During a virtual interaction with the eminent members of the Indian-American community from the Mid-Western parts of the US, India’s Ambassador to the US, Taranjit Singh Sandhu said,
“During the pandemic, India and the United States have been collaborating closely. Our network of scientific institutions, in India and the United States, are in touch with each other, on a real-time basis.”
The deadly coronavirus that first emerged in China’s Wuhan city has drastically spread around the world, infecting 13,767,548 people and causing 589,192 deaths, according to the Johns Hopkins coronavirus tracker.
“Our pharmaceutical companies are working closely together, for co-development of a vaccine. There are at least three, such collaborations. Gilead has entered into an agreement, with seven Indian pharmaceutical companies, to manufacture and distribute Remdesivir, which has been authorised for treating COVID-19,” he said.
India has been a reliable partner, during the crisis, and stepped up to supply medicines, and equipment, to over 150 countries including the United States, he said.
Closer cooperation in health, life sciences, technology, will be the way forward, he said, adding that the partnership between India and the United States can bring benefits to the entire world.
Noting that the pandemic has created a new normal, he said an early lockdown helped India delay the spread of the virus.
Restrictions have now largely been lifted in the country.
Except for containment zones, where the number of active cases are still high.
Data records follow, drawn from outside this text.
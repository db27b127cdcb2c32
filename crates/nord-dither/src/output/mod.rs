//! Output types for the pipeline.
//!
//! [`Canvas`] is the display-sized frame handed to encoders. It keeps the
//! photo [`Region`](crate::preprocess::Region) alongside the pixels, and can
//! be turned into palette indices for indexed image formats.

mod canvas;

pub use canvas::Canvas;
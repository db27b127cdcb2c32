//! Resize and composite stage.
//!
//! Turns an arbitrary decoded photo into a full-display canvas:
//!
//! 1. [`fit_region`] picks the uniform fit-inside scale and the centered
//!    placement of the photo
//! 2. [`resize_catmull_rom`] resamples the source to the region size
//! 3. [`compose`] fills the display with the background color and
//!    composites the resized photo at the region's offset
//!
//! The returned [`Region`] is what the ditherer later confines itself to.

mod compose;
mod resize;

pub use compose::compose;
pub use resize::{fit_region, resize_catmull_rom, Region};
//! nordframe
//!
//! Batch converter turning photos into Nord-palette dithered frames for the
//! Framework 13 panel. The image pipeline lives in the `nord-dither` crate;
//! this library adds configuration, file handling and PNG output, and is
//! exposed for integration testing.

pub mod error;
pub mod models;
pub mod rendering;
pub mod services;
Economic activity is coming back to normal in other parts. The recovery rate in the country which is over 65 per cent is high and a low death rate.
“We have put in a system to face the pandemic and are well-prepared to deal with the situation,” he told the members of the Indian American community.
During the ongoing coronavirus pandemic, the Indian Ambassador has been regularly having virtual meetings with different sections of the Indian American community.
This was his sixth such interaction.